Figure 2. Vemurafenib induces FN expression.

A: Western blot showing expression of PTEN, integrin αV, integrin α5, integrin β1, FN pAKT (Ser473) and AKT in three BRAF^6000E/PTEN+ melanoma cell lines (WM164, WM983A, 451Lu) and three that are BRAF^6000E/PTEN- (1205Lu, WM793, WM9). B: Vemurafenib induces FN expression in BRAF^6000E/PTEN- melanoma cell lines. Western blot showing the induction of FN expression following 48- and 72-hour 3μM vemurafenib treatment. C: ELISA showing vemurafenib-mediated induction of fibronectin secretion from 3 BRAF^6000E/PTEN+ cell lines. D: qRT-PCR showing vemurafenib-mediated induction of fibronectin mRNA expression in the 1205Lu melanoma cell line. E: siRNA knockdown of BRAF induces FN expression (yellow) in 1205Lu cells (PTEN-) and reduces expression in WM164 cells (PTEN+), phalloidin staining for the cytoskeleton is shown in red. F: Cytotoxic chemotherapy induces FN expression in 1205Lu PTEN- melanoma cells. Cells were treated with 10μM cisplatin, 1μM carboplatin and 3nM paclitaxel for 72 hours before being analyzed by Western blot (right). G: Some melanoma patients failing BRAF inhibitor therapy show increased intratumoral FN mRNA expression.
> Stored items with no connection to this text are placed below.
//! Event sink trait and implementations.

use async_trait::async_trait;
use serde_json::Value;
use tracing::{debug, info, Level};

/// Receives run lifecycle events.
#[async_trait]
pub trait EventSink: Send + Sync + std::fmt::Debug {
    /// Emits an event asynchronously.
    ///
    /// # Arguments
    ///
    /// * `event_type` - The type of event (e.g., "stage.transition")
    /// * `data` - Optional event data
    async fn emit(&self, event_type: &str, data: Option<Value>);

    /// Emits an event without awaiting. Must never panic; errors are
    /// logged and suppressed.
    fn try_emit(&self, event_type: &str, data: Option<Value>);
}

/// Discards all events.
#[derive(Debug, Clone, Copy, Default)]
pub struct NoOpEventSink;

#[async_trait]
impl EventSink for NoOpEventSink {
    async fn emit(&self, _event_type: &str, _data: Option<Value>) {}

    fn try_emit(&self, _event_type: &str, _data: Option<Value>) {}
}

/// Logs events through `tracing`.
#[derive(Debug, Clone)]
pub struct LoggingEventSink {
    level: Level,
}

impl Default for LoggingEventSink {
    fn default() -> Self {
        Self { level: Level::INFO }
    }
}

impl LoggingEventSink {
    /// Creates a logging sink at `level`. Anything other than DEBUG logs at INFO.
    #[must_use]
    pub fn new(level: Level) -> Self {
        Self { level }
    }

    /// Creates a debug-level logging sink.
    #[must_use]
    pub fn debug() -> Self {
        Self::new(Level::DEBUG)
    }

    fn log_event(&self, event_type: &str, data: Option<&Value>) {
        let data = data.map(Value::to_string).unwrap_or_default();
        if self.level == Level::DEBUG {
            debug!(event_type = %event_type, event_data = %data, "Event: {}", event_type);
        } else {
            info!(event_type = %event_type, event_data = %data, "Event: {}", event_type);
        }
    }
}

#[async_trait]
impl EventSink for LoggingEventSink {
    async fn emit(&self, event_type: &str, data: Option<Value>) {
        self.log_event(event_type, data.as_ref());
    }

    fn try_emit(&self, event_type: &str, data: Option<Value>) {
        self.log_event(event_type, data.as_ref());
    }
}

/// Keeps every event in memory, in emission order. Used by tests to check
/// execution traces.
#[derive(Debug, Default)]
pub struct CollectingEventSink {
    events: parking_lot::RwLock<Vec<(String, Option<Value>)>>,
}

impl CollectingEventSink {
    /// Creates a new collecting sink.
    #[must_use]
    pub fn new() -> Self {
        Self::default()
    }

    /// Returns all collected events.
    #[must_use]
    pub fn events(&self) -> Vec<(String, Option<Value>)> {
        self.events.read().clone()
    }

    /// Returns the data of every event of exactly `event_type`.
    #[must_use]
    pub fn of_type(&self, event_type: &str) -> Vec<Value> {
        self.events
            .read()
            .iter()
            .filter(|(t, _)| t == event_type)
            .map(|(_, data)| data.clone().unwrap_or(Value::Null))
            .collect()
    }

    /// Returns the number of collected events.
    #[must_use]
    pub fn len(&self) -> usize {
        self.events.read().len()
    }

    /// Returns true if no events have been collected.
    #[must_use]
    pub fn is_empty(&self) -> bool {
        self.events.read().is_empty()
    }

    /// Clears all collected events.
    pub fn clear(&self) {
        self.events.write().clear();
    }
}

#[async_trait]
impl EventSink for CollectingEventSink {
    async fn emit(&self, event_type: &str, data: Option<Value>) {
        self.try_emit(event_type, data);
    }

    fn try_emit(&self, event_type: &str, data: Option<Value>) {
        self.events.write().push((event_type.to_string(), data));
    }
}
Data shows q-RT-PCR experiments on 4 matched (pre and post treatment) pairs of melanoma patient specimens receiving vemurafenib therapy (960 mg BID), statistics calculated based on technical replicates. H: Increased FN staining in a melanoma specimen from a patient with a tumor resistant to vemurafenib therapy. Data show IHC staining for FN pre- and post-vemurafenib treatment (N=3, 960 mg BID).